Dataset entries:
== Segment start ==

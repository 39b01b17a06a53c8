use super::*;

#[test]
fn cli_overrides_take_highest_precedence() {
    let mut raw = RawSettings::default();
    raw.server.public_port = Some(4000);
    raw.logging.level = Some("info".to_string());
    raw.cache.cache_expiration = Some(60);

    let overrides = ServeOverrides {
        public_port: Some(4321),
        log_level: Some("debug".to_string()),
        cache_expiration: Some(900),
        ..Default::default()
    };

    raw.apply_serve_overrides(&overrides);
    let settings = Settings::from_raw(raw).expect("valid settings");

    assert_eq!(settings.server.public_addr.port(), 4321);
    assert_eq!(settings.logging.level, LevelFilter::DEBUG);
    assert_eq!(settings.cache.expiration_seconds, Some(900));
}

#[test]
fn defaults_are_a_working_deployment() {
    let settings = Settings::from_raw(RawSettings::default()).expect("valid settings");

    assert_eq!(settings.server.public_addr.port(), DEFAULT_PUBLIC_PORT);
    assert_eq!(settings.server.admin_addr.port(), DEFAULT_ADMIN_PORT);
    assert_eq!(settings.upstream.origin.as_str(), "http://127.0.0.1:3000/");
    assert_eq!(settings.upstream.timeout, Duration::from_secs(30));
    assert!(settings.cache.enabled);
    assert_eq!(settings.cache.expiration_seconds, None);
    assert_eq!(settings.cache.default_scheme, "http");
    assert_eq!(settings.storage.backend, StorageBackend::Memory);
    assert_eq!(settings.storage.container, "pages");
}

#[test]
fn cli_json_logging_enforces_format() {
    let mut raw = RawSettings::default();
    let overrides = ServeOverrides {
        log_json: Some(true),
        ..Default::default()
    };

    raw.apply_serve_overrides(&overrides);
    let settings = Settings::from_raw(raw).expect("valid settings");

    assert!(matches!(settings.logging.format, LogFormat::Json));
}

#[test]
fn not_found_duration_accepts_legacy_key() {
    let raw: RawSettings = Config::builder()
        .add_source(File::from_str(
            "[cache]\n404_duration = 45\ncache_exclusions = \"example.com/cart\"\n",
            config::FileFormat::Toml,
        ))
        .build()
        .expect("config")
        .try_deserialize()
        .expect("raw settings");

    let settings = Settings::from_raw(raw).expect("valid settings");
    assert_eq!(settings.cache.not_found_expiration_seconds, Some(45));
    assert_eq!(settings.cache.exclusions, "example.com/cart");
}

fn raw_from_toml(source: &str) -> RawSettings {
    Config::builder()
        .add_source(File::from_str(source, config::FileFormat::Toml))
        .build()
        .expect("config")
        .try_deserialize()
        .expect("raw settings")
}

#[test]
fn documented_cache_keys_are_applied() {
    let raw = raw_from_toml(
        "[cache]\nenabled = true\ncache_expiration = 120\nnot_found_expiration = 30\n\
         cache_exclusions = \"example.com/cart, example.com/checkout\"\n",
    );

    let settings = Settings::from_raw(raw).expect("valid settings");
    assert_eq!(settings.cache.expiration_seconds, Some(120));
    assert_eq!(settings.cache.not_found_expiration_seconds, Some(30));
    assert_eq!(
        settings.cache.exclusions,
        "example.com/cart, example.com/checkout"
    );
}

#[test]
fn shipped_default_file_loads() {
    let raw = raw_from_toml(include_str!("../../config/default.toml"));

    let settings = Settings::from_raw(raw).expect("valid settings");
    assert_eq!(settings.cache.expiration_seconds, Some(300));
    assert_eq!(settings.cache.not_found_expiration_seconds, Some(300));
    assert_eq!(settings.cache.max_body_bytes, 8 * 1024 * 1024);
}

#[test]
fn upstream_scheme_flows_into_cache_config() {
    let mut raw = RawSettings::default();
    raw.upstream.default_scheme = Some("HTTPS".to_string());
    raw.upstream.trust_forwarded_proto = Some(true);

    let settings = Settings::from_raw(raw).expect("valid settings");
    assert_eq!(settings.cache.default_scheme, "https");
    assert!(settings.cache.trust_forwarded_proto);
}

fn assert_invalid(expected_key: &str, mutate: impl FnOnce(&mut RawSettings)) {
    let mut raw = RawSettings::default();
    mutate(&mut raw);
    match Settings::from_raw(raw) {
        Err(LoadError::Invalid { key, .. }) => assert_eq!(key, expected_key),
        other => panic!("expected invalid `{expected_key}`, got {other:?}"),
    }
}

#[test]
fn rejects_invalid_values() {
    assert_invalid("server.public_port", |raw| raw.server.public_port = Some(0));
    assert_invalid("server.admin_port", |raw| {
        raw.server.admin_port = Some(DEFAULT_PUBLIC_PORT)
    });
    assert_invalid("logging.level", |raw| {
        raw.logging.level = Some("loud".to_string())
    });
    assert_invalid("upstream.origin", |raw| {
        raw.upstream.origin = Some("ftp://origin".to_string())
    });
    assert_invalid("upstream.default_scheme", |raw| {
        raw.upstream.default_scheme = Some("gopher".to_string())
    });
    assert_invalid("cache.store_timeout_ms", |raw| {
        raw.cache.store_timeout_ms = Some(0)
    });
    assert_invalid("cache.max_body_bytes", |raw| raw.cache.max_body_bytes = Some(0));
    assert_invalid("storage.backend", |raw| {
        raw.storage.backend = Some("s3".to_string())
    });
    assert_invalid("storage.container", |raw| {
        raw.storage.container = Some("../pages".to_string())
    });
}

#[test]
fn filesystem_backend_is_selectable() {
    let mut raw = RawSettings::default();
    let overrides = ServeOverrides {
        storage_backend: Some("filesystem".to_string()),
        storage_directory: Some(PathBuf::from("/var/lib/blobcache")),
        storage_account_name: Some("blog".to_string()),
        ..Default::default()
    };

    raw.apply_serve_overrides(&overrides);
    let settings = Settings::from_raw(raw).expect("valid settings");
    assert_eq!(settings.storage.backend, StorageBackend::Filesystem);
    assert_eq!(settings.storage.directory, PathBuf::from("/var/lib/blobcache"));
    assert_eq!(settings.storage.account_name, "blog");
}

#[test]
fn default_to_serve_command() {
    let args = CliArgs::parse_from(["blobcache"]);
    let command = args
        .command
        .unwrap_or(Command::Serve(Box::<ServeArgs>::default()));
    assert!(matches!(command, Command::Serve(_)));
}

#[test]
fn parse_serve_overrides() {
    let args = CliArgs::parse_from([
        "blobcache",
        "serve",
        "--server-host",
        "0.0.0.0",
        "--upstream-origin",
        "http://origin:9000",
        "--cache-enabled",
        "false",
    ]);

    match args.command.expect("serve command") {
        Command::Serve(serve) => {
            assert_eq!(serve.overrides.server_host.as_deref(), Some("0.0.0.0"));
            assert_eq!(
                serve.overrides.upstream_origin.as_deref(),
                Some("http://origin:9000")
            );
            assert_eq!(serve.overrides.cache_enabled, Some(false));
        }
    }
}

== Segment end ==
== Segment start ==

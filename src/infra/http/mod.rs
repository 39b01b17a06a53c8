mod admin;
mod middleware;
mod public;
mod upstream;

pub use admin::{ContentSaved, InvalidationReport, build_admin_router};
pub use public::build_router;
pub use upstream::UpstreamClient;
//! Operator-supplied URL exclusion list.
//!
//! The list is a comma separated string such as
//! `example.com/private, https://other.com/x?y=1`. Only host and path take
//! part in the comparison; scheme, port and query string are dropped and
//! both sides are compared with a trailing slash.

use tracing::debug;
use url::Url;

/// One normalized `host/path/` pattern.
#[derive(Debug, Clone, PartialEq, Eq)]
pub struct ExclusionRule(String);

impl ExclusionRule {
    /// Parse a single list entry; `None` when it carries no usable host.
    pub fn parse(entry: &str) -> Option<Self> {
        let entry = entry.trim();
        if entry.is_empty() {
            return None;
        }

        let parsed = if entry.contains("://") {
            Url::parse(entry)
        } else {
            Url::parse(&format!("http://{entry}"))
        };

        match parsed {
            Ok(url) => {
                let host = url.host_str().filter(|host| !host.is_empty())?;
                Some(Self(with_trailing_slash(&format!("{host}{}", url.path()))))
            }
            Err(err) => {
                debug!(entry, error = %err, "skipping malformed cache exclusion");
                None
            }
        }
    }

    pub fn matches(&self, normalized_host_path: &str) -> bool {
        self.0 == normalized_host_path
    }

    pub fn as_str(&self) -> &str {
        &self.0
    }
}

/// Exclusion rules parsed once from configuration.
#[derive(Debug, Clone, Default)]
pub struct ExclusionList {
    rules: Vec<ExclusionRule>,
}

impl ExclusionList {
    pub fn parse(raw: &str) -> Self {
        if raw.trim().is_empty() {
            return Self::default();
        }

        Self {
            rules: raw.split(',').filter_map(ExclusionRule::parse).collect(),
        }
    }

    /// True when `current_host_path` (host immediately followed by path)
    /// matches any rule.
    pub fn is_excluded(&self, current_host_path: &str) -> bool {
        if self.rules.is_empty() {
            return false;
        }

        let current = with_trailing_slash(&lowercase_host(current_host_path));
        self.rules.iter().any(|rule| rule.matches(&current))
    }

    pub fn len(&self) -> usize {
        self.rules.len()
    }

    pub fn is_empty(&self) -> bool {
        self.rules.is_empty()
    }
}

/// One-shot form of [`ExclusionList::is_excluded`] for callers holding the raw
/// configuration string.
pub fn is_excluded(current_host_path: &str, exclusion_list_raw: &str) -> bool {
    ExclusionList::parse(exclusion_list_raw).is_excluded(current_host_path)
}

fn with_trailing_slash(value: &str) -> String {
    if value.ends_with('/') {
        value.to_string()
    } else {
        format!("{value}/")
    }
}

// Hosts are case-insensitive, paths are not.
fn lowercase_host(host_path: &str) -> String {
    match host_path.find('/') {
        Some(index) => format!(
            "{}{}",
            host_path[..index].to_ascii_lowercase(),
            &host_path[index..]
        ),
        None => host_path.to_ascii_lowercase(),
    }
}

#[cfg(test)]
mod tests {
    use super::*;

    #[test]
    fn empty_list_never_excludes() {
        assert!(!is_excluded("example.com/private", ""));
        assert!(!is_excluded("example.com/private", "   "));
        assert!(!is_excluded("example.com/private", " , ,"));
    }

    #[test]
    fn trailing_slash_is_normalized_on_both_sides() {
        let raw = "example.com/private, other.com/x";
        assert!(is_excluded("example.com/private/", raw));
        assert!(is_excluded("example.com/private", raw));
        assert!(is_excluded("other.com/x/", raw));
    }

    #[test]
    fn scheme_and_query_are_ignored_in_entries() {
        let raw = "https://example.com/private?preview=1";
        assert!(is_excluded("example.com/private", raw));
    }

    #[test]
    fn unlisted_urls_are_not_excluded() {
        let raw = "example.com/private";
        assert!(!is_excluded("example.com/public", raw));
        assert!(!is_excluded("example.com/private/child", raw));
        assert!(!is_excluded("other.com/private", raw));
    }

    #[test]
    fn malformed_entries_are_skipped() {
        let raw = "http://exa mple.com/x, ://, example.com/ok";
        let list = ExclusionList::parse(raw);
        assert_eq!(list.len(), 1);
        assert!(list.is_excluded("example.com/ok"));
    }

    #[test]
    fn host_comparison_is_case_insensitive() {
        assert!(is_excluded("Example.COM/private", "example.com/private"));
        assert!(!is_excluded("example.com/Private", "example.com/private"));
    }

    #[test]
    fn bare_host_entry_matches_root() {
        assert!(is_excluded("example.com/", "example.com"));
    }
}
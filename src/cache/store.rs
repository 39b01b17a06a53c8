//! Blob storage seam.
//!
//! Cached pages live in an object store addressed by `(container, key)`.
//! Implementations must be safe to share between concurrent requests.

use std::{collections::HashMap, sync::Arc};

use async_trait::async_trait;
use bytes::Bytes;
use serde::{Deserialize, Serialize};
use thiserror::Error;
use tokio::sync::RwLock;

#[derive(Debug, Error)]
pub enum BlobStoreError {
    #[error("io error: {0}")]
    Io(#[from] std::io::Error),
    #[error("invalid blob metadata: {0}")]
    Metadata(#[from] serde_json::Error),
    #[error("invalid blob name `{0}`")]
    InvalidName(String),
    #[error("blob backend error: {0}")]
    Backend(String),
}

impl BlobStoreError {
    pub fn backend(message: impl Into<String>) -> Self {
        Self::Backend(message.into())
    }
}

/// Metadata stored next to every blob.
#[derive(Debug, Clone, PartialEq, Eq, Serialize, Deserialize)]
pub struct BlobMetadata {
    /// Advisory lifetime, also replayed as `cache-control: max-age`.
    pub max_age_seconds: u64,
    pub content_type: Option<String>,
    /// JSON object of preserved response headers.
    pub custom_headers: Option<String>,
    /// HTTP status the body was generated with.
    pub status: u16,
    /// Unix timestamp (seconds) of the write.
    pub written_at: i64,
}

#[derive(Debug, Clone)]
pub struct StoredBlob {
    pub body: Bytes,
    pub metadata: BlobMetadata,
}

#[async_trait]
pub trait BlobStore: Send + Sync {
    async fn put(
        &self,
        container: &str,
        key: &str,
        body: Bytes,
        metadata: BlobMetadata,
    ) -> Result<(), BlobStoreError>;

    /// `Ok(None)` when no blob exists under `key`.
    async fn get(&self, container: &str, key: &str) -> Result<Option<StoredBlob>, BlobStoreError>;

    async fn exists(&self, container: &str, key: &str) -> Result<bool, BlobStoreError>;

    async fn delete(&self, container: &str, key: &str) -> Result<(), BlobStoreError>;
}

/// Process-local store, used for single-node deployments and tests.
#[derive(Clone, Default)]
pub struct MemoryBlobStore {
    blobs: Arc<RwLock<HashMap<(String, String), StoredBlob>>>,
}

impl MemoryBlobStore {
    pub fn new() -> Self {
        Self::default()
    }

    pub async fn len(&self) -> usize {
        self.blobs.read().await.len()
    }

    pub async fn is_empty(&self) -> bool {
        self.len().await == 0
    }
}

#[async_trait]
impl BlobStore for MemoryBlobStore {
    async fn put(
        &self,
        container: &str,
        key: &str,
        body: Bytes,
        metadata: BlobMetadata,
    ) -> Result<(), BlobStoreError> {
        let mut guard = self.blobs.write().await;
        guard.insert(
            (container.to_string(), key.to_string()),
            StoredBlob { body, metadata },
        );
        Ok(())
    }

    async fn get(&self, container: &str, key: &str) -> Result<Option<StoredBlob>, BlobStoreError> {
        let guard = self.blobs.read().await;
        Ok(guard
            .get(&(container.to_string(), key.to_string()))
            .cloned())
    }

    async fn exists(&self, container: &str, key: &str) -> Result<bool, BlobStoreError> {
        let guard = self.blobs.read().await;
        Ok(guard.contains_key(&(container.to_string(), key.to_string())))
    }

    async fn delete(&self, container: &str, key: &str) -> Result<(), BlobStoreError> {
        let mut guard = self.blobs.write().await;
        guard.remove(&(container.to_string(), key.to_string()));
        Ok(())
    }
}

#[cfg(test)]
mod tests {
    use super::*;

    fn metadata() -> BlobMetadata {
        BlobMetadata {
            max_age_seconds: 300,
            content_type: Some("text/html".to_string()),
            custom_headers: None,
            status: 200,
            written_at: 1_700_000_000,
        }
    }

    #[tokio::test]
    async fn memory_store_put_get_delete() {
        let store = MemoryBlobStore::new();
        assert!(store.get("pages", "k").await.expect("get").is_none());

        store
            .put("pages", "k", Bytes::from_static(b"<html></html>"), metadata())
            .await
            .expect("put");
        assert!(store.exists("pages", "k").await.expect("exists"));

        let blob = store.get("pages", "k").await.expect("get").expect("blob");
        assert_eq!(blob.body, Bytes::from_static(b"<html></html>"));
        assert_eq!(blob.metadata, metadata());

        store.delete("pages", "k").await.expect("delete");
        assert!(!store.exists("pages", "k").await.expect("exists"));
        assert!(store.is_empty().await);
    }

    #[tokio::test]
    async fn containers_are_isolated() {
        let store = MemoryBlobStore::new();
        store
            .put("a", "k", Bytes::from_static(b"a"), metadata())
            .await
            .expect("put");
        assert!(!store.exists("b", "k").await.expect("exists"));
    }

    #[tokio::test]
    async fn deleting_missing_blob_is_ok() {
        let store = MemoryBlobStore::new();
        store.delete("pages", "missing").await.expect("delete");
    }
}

== Segment end ==

▸ Work to be completed: If a line in the records above holds the string "StoredBlob", copy it out.

▸ Reply to the task:
pub struct StoredBlob {
    async fn get(&self, container: &str, key: &str) -> Result<Option<StoredBlob>, BlobStoreError>;
    blobs: Arc<RwLock<HashMap<(String, String), StoredBlob>>>,
            StoredBlob { body, metadata },
    async fn get(&self, container: &str, key: &str) -> Result<Option<StoredBlob>, BlobStoreError> {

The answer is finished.